This one reminds me to make time to reflect.

Paths Divergent (and the strong ladies who teach us what it means to live)

I stood on the sidewalk outside a cafe this afternoon, East 9th street, just off 2nd Avenue, with tears hidden behind massive sunglasses, croaking goodbyes into my cellphone and a number on the other end that will soon disappear.

I was an activist in college. I was sure of it. It defined me — in the columns I wrote for the Yale Daily News, in hours I spent on Monday evenings moderating debates and drafting policy recommendations, and on the weekends when I left campus to explore other parts of New Haven.

Most importantly, I wrote this to explain some of the reasons I showed up every day. [I also wrote about how I struggle with my name and awkwardly asking people to pronounce it right, d’yah’nah… there were a lot of identity conversations on the MEChA blog.]

Today, I said goodbye, one last time to the woman who raised me and was there while I was burning my fingertips learning to cook properly in our kitchen. She was there when I needed to learn to repair my pants when I fell and tore open the knees. And she was there to listen to my sometimes broken language, when I was struggling between English and Spanish and formats for language that never quite captured what I needed to explain.

Her letters to me some mornings, when I was getting ready to leave for ever lengthening trips away from home, were filled with loopy letters and blessings for my expeditions into uncertainty.

I croaked goodbye into my cellphone, as her voice urged me off the phone so I wouldn’t hear her own voice crack as she cried too.

But we don’t forget these people. These strong women who show us what it means to live and be loved. We hold onto them.

I don’t believe in goodbyes. Maybe because I’m terrible at them. I refuse to accept this as anything other than an “I’ll see you soon. In another place. With other people and other contexts and the same love we both grew around each other.”

But just in case, call your mother.

Extended Eulogies: Remembering Marina

I am working on a long form project that I am calling “Extended Eulogies.” I am interested in the role of the “curator” behind a profile of the deceased, particularly when the deceased has left behind a portfolio of written work where they explores who they are, who they think they are, and the questions they tried to answer. This is much an exploration of memory as it is about process. The following is one of many pieces of my research to answer my own questions about how I will remember some of those who are closest to me in my own life.

I still remember the morning over the summer when I woke up to 16 missed calls from a close friend and another series of texts from someone I had become friends with over the course of that spring that started with “have you read the news?” followed by “Diana, can you call me? I’m scared.” And finally, “Fuck. I feel so lost right now.” Everything had come into my phone between 1am – 4am, the last one at 4:11am.

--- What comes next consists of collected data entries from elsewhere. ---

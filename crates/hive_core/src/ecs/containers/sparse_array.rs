use super::{grow_formula, Resizable, DEFAULT_CAPACITY};

/// Index-addressed storage that tolerates holes.
///
/// Items are placed at caller-chosen indices (entity ids), so removals leave
/// holes that are filled again when ids are recycled. `used_space` tracks the
/// slot just past the outermost occupied index; refits never cut below it.
///
/// Can also be used as a stack through [`SparseArray::push`] and
/// [`SparseArray::pop`], which operate on the outermost item.
#[derive(Debug)]
pub struct SparseArray<T> {
    items: Vec<Option<T>>,
    used: usize,
    count: usize,
    target_cap: usize,
}

impl<T> SparseArray<T> {
    pub fn new(target_capacity: usize) -> Self {
        let target_cap = target_capacity.max(1);
        Self {
            items: empty_slots(target_cap),
            used: 0,
            count: 0,
            target_cap,
        }
    }

    /// Number of occupied slots.
    #[inline]
    pub fn len(&self) -> usize {
        self.count
    }

    #[inline]
    pub fn is_empty(&self) -> bool {
        self.count == 0
    }

    /// One past the outermost occupied index.
    #[inline]
    pub fn used_space(&self) -> usize {
        self.used
    }

    /// Whether every slot below `used_space` is occupied.
    #[inline]
    pub fn is_stacked(&self) -> bool {
        self.used == self.count
    }

    /// Bounds-checked lookup. Indices past `used_space` are absent.
    #[inline]
    pub fn get(&self, index: usize) -> Option<&T> {
        if index < self.used {
            self.items[index].as_ref()
        } else {
            None
        }
    }

    #[inline]
    pub fn get_mut(&mut self, index: usize) -> Option<&mut T> {
        if index < self.used {
            self.items[index].as_mut()
        } else {
            None
        }
    }

    /// Direct slot access for callers that already know the slot is in range.
    ///
    /// # Panics
    /// Panics if `index` is beyond the allocated capacity.
    #[inline]
    pub fn get_unchecked(&self, index: usize) -> Option<&T> {
        self.items[index].as_ref()
    }

    /// Direct mutable slot access, see [`SparseArray::get_unchecked`].
    #[inline]
    pub fn get_unchecked_mut(&mut self, index: usize) -> Option<&mut T> {
        self.items[index].as_mut()
    }

    #[inline]
    pub fn contains(&self, index: usize) -> bool {
        self.get(index).is_some()
    }

    /// Store `item` at `index`, growing if needed. Returns the replaced item.
    pub fn set(&mut self, index: usize, item: T) -> Option<T> {
        if index >= self.items.len() {
            self.resize(grow_formula(index));
        }
        let previous = self.items[index].replace(item);
        if previous.is_none() {
            self.count += 1;
            self.used = self.used.max(index + 1);
        }
        previous
    }

    /// Take the item at `index`, leaving a hole.
    pub fn remove(&mut self, index: usize) -> Option<T> {
        if index >= self.used {
            return None;
        }
        let item = self.items[index].take()?;
        self.count -= 1;
        if index + 1 == self.used {
            self.retreat();
        }
        Some(item)
    }

    /// Append past the outermost item.
    pub fn push(&mut self, item: T) {
        if self.used == self.items.len() {
            self.resize(grow_formula(self.items.len()));
        }
        self.items[self.used] = Some(item);
        self.used += 1;
        self.count += 1;
    }

    /// Remove the outermost item.
    pub fn pop(&mut self) -> Option<T> {
        if self.used == 0 {
            return None;
        }
        let item = self.items[self.used - 1].take();
        self.count -= 1;
        self.retreat();
        item
    }

    /// Remove every item. Capacity is kept; use [`Resizable::fit`] to shrink.
    pub fn clear(&mut self) {
        for slot in &mut self.items[..self.used] {
            *slot = None;
        }
        self.used = 0;
        self.count = 0;
    }

    /// Move items from the tail into holes until the array is stacked.
    ///
    /// Indices of moved items change; only use when positions are not tracked.
    pub fn stack(&mut self) {
        if self.is_stacked() {
            return;
        }
        let mut left = 0;
        let mut right = self.used - 1;
        while left < right {
            while self.items[left].is_some() {
                left += 1;
            }
            while self.items[right].is_none() {
                right -= 1;
            }
            if left < right {
                self.items.swap(left, right);
                left += 1;
                right -= 1;
            }
        }
        self.used = self.count;
    }

    /// Iterate occupied slots as `(index, item)`.
    pub fn iter(&self) -> impl Iterator<Item = (usize, &T)> {
        self.items[..self.used]
            .iter()
            .enumerate()
            .filter_map(|(index, slot)| slot.as_ref().map(|item| (index, item)))
    }

    pub fn iter_mut(&mut self) -> impl Iterator<Item = (usize, &mut T)> {
        self.items[..self.used]
            .iter_mut()
            .enumerate()
            .filter_map(|(index, slot)| slot.as_mut().map(|item| (index, item)))
    }

    fn retreat(&mut self) {
        while self.used > 0 && self.items[self.used - 1].is_none() {
            self.used -= 1;
        }
    }

    /// Reallocate to exactly `capacity` slots, moving only the live prefix.
    fn resize(&mut self, capacity: usize) {
        debug_assert!(capacity >= self.used);
        let mut next = Vec::with_capacity(capacity);
        next.extend(self.items.drain(..self.used));
        next.resize_with(capacity, || None);
        self.items = next;
    }
}

impl<T> Default for SparseArray<T> {
    fn default() -> Self {
        Self::new(DEFAULT_CAPACITY)
    }
}

impl<T> Resizable for SparseArray<T> {
    #[inline]
    fn capacity(&self) -> usize {
        self.items.len()
    }

    #[inline]
    fn target_capacity(&self) -> usize {
        self.target_cap
    }

    fn set_target_capacity(&mut self, capacity: usize) {
        self.target_cap = capacity.max(1);
    }

    fn ensure_capacity(&mut self, additional: usize) {
        let wanted = self.used + additional;
        if wanted > self.capacity() {
            self.resize(wanted);
        }
    }

    fn fit(&mut self, absolute: bool) -> bool {
        let used = self.used;
        if used == self.capacity() {
            return false;
        }
        let size = if absolute {
            used.max(1)
        } else {
            used.max(self.target_cap)
        };
        if size == self.capacity() {
            return false;
        }
        self.resize(size);
        true
    }

    fn load_factor(&self) -> f32 {
        self.count as f32 / self.items.len() as f32
    }
}

fn empty_slots<T>(capacity: usize) -> Vec<Option<T>> {
    let mut slots = Vec::with_capacity(capacity);
    slots.resize_with(capacity, || None);
    slots
}
//! Point-in-time runtime counters.
//!
//! [`RuntimeStatistics`] is a plain snapshot. [`StatisticsHandle`] shares the
//! latest snapshot with other threads; the owning ECS republishes it on every
//! `update`, readers only ever clone it.

use std::sync::{Arc, PoisonError, RwLock};

use serde::Serialize;

use crate::ecs::pool::PoolStats;
use crate::ecs::world::Ecs;

/// Figures of one component type.
#[derive(Debug, Clone, PartialEq, Serialize)]
pub struct TypeStatistics {
    pub name: &'static str,
    pub id: u8,
    pub attached: usize,
    pub container_capacity: usize,
    pub container_load_factor: f32,
    pub pool: Option<PoolStats>,
}

#[derive(Debug, Clone, Default, PartialEq, Serialize)]
pub struct RuntimeStatistics {
    pub updates: u64,
    pub simulated_secs: f64,

    pub entities_active: usize,
    pub entities_dirty: usize,
    pub entities_created: u64,
    pub entities_deleted: u64,
    pub entities_pooled: usize,
    /// Entity records created and not discarded.
    pub entities_in_memory: u64,

    pub components_active: u64,
    pub components_added: u64,
    pub components_removed: u64,
    pub components_lost: u64,
    pub components_pooled: usize,
    pub components_obtained: u64,
    pub components_discarded: u64,
    pub components_in_memory: u64,

    pub pool_count: usize,
    pub pool_load_factor: f32,
    pub container_load_factor: f32,
    pub container_refits: u64,
    pub pool_refits: u64,

    pub systems: usize,
    pub system_load_factor: f32,

    pub types: Vec<TypeStatistics>,
}

impl RuntimeStatistics {
    pub(crate) fn collect(ecs: &Ecs) -> Self {
        let entities = ecs.entity_manager();
        let components = ecs.components();
        let counters = components.counters();
        let pools = components.pools();
        let totals = pools.totals();

        let types = components
            .container_rows()
            .map(|(ty, attached, capacity, load_factor)| TypeStatistics {
                name: ty.name(),
                id: ty.id(),
                attached,
                container_capacity: capacity,
                container_load_factor: load_factor,
                pool: pools.stats(ty),
            })
            .collect();

        Self {
            updates: ecs.update_count(),
            simulated_secs: components.control().timer().total_time().as_secs_f64(),

            entities_active: entities.len(),
            entities_dirty: entities.dirty_count(),
            entities_created: entities.counters().created,
            entities_deleted: entities.counters().deleted,
            entities_pooled: entities.pool().len(),
            entities_in_memory: entities.pool().objects_in_memory(),

            components_active: counters.active,
            components_added: counters.added,
            components_removed: counters.removed,
            components_lost: counters.lost,
            components_pooled: totals.pooled,
            components_obtained: totals.obtained,
            components_discarded: totals.discarded,
            components_in_memory: totals.in_memory,

            pool_count: pools.count(),
            pool_load_factor: totals.load_factor,
            container_load_factor: components.container_load_factor(),
            container_refits: counters.container_refits,
            pool_refits: counters.pool_refits,

            systems: ecs.systems().len(),
            system_load_factor: ecs.systems().load_factor(),

            types,
        }
    }
}

/// Shared, read-mostly view of the latest [`RuntimeStatistics`].
#[derive(Debug, Clone, Default)]
pub struct StatisticsHandle {
    latest: Arc<RwLock<RuntimeStatistics>>,
}

impl StatisticsHandle {
    pub fn new() -> Self {
        Self::default()
    }

    /// Copy of the latest published snapshot.
    pub fn snapshot(&self) -> RuntimeStatistics {
        self.latest
            .read()
            .unwrap_or_else(PoisonError::into_inner)
            .clone()
    }

    pub(crate) fn publish(&self, statistics: RuntimeStatistics) {
        *self.latest.write().unwrap_or_else(PoisonError::into_inner) = statistics;
    }
}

Remembering Marina Keegan…

On May 26th 2012, Marina Keegan, one of my high school and college classmates (we both ended up in the Saybrook college at Yale) died in a car accident that shook our communities. For days, my newsfeed on Facebook was filled with people posting on her wall, sharing memories and their disbelief that she was gone. Best know for some of her prolific written works like The Opposite of Loneliness and Even Artichokes have Doubts. And even a handful of spoken word pieces, that just as quickly as her writing does tear a hole in your heart or fill you with joy.

Among her many talents, Marina was a writer, a playwright, an activist, and a creator. Her voice is well documented, as were the questions she took time to explore with you in her written work. Marina is now the author of a bestseller titled The Opposite of Loneliness, which was like sitting in a time machine and relieving my high school and college experiences in a way that knocked the wind out of me.

Who served as a curatorial voice?

I got to know Yena when we started a salon series at Yale in the spring of my senior year. Nearly a year after the accident, Yena was a brilliant soon-to-be Philosophy Ph.D student living in New Haven and making sense of what had happened to her college roommate a year earlier. Yena is a brilliant thinker, talented writer, and dear friend to many of us.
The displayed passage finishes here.